(Items from a dataset):
= = = = =
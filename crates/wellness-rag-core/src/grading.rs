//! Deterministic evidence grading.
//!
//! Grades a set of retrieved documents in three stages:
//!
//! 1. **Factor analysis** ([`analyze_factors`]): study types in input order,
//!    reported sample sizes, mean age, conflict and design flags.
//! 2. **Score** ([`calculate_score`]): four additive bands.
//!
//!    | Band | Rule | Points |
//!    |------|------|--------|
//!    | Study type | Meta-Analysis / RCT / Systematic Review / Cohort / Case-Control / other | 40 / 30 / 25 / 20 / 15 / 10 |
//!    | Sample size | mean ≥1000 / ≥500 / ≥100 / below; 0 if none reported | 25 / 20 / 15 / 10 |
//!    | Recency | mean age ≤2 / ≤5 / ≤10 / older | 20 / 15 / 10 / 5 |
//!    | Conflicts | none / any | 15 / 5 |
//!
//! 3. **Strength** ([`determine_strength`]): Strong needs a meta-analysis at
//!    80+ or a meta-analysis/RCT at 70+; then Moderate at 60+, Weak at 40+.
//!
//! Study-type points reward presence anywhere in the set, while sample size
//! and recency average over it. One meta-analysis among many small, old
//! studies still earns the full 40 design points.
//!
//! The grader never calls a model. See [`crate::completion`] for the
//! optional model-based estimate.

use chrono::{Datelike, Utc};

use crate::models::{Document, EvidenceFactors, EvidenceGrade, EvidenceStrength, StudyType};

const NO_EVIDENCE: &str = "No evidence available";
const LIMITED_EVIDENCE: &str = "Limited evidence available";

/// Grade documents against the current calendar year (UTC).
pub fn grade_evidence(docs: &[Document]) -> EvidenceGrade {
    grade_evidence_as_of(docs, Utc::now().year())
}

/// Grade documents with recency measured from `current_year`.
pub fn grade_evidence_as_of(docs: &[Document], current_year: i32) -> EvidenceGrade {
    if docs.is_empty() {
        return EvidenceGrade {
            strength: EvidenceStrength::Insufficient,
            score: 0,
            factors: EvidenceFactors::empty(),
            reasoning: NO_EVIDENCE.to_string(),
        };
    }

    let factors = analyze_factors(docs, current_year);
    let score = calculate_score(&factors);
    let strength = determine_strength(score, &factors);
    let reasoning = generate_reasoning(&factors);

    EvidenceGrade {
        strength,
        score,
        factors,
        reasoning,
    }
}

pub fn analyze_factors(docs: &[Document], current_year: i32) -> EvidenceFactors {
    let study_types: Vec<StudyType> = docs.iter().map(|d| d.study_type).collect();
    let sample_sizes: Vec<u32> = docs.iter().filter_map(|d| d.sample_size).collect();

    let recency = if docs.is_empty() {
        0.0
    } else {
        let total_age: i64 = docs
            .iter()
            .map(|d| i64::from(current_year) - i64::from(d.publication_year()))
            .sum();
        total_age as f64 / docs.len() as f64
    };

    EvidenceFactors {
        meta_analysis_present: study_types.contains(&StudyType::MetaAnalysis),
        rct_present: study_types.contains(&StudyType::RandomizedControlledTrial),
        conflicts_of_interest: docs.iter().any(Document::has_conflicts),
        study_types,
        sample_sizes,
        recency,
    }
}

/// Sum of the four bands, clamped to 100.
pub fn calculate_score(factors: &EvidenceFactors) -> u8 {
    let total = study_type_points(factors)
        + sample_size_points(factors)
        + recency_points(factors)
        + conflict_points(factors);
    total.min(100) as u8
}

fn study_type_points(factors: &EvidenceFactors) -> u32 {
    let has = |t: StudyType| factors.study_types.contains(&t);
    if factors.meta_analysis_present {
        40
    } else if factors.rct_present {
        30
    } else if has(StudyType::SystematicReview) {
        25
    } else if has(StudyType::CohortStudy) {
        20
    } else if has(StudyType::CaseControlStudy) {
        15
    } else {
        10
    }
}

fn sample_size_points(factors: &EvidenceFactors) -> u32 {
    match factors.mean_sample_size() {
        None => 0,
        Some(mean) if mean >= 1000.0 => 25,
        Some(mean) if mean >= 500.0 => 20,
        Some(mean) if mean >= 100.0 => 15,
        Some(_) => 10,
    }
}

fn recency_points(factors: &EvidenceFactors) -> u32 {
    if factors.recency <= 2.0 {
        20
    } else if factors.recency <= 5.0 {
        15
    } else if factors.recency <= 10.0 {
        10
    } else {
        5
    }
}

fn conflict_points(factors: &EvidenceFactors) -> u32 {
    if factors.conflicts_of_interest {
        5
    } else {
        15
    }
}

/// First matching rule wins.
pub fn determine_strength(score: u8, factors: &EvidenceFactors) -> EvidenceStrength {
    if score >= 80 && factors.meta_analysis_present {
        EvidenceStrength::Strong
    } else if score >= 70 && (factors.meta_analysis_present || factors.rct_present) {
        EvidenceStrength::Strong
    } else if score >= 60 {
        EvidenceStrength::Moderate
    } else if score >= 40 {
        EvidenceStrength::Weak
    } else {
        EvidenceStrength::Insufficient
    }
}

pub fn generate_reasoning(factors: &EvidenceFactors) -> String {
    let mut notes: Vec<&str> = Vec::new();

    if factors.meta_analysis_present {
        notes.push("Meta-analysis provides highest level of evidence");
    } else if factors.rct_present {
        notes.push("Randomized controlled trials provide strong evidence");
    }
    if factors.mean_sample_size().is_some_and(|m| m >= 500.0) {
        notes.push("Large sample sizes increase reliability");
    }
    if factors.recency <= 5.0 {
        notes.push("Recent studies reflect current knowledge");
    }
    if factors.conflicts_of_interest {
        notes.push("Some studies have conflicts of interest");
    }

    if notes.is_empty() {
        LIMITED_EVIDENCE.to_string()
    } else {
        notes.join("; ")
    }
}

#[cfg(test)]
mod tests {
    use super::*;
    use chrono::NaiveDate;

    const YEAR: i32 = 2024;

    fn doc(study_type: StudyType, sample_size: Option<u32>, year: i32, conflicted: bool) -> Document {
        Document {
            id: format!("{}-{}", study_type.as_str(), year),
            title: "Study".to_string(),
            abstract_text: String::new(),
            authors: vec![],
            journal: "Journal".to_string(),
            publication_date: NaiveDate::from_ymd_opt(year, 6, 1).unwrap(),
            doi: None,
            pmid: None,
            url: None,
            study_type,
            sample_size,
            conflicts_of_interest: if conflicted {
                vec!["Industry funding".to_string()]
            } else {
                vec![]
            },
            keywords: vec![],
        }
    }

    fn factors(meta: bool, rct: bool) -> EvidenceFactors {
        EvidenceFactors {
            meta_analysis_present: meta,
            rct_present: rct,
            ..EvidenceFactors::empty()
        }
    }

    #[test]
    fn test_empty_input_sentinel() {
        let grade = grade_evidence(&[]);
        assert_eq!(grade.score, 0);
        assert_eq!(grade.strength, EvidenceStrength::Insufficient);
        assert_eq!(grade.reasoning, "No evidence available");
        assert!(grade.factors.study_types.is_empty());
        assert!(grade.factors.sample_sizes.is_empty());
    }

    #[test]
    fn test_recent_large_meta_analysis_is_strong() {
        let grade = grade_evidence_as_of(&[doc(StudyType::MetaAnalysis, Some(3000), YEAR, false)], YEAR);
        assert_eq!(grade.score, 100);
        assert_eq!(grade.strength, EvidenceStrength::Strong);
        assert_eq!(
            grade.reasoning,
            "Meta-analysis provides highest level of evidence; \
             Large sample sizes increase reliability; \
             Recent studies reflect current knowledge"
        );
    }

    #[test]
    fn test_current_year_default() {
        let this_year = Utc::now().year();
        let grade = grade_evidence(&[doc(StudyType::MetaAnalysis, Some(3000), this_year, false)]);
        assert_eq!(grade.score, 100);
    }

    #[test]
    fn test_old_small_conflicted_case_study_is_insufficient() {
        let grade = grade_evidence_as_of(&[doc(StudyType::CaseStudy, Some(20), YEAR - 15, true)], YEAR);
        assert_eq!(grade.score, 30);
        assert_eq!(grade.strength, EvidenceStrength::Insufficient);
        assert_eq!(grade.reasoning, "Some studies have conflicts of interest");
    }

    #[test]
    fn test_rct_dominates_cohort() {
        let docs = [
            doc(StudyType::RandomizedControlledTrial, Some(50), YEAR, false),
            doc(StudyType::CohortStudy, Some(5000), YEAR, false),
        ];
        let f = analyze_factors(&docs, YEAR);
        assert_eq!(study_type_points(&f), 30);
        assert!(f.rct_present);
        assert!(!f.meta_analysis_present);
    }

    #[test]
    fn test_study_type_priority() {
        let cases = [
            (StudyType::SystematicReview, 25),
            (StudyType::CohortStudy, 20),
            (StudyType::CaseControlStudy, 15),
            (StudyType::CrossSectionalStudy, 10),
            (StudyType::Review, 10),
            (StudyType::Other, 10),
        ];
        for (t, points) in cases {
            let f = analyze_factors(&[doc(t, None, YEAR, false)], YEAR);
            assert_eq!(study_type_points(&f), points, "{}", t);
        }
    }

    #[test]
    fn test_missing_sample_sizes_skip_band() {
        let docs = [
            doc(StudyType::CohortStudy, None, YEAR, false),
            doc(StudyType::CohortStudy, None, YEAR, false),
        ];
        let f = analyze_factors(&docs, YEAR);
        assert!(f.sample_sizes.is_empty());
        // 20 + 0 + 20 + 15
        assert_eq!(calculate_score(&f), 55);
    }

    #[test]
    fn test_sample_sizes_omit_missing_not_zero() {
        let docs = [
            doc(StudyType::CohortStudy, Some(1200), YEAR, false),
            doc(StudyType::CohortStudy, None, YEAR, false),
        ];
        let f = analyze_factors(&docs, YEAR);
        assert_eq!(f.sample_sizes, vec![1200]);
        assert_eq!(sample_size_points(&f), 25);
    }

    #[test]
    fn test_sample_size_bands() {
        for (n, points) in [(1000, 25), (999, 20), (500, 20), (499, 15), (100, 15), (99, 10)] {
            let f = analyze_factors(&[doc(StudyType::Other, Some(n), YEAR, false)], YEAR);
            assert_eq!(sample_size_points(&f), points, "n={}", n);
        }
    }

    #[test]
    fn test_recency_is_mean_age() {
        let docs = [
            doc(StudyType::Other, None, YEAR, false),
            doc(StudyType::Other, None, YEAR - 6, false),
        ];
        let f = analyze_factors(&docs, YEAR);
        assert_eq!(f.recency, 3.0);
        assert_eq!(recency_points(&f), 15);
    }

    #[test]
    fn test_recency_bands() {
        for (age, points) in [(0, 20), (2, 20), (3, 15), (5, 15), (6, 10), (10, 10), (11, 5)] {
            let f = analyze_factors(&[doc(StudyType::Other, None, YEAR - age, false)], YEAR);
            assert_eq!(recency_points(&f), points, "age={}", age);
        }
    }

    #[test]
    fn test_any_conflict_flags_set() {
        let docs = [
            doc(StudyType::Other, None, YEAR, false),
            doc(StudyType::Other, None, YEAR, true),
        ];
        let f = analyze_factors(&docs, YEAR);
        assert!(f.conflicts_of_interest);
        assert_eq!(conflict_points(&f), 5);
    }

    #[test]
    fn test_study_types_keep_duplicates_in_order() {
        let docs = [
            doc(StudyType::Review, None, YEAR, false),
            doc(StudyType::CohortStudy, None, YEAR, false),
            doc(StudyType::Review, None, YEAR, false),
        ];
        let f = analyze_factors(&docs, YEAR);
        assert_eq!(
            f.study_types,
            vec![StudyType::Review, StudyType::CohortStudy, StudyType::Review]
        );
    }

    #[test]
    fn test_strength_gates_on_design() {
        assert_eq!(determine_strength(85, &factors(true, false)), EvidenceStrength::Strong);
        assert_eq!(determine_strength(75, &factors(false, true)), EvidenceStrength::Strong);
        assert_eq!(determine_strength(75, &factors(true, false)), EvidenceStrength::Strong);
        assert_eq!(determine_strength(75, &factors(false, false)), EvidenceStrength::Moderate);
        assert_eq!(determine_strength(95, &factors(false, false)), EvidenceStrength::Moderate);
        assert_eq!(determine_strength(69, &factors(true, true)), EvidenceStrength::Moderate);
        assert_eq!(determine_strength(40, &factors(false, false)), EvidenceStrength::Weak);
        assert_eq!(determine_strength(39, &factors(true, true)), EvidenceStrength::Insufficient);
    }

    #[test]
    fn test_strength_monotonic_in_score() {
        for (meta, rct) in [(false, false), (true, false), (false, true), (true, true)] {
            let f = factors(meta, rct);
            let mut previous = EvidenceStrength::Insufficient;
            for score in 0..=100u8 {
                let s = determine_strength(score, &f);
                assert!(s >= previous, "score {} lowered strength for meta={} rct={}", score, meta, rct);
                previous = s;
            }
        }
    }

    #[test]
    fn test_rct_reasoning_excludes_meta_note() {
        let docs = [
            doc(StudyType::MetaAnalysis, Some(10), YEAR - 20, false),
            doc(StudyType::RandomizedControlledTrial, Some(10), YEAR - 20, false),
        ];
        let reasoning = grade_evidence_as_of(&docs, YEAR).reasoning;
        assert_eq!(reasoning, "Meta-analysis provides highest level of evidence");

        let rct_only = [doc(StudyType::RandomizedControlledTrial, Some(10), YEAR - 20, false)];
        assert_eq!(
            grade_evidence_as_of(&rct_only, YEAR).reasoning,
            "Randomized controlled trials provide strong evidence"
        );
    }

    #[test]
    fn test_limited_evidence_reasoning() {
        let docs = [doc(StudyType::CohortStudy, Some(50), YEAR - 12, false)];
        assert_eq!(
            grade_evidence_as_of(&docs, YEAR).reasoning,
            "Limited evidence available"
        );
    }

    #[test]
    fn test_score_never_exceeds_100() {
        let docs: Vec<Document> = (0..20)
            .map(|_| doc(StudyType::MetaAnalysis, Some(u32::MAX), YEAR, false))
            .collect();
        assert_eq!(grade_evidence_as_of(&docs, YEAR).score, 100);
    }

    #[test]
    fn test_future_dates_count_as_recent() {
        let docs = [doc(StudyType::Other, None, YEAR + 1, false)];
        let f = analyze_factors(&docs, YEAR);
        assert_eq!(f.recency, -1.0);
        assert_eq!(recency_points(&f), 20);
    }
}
= = = = =
(Task goal):
Scan the records for the string "CaseControlStudy" and report each line where it occurs.

(Answer area):
    } else if has(StudyType::CaseControlStudy) {
            (StudyType::CaseControlStudy, 15),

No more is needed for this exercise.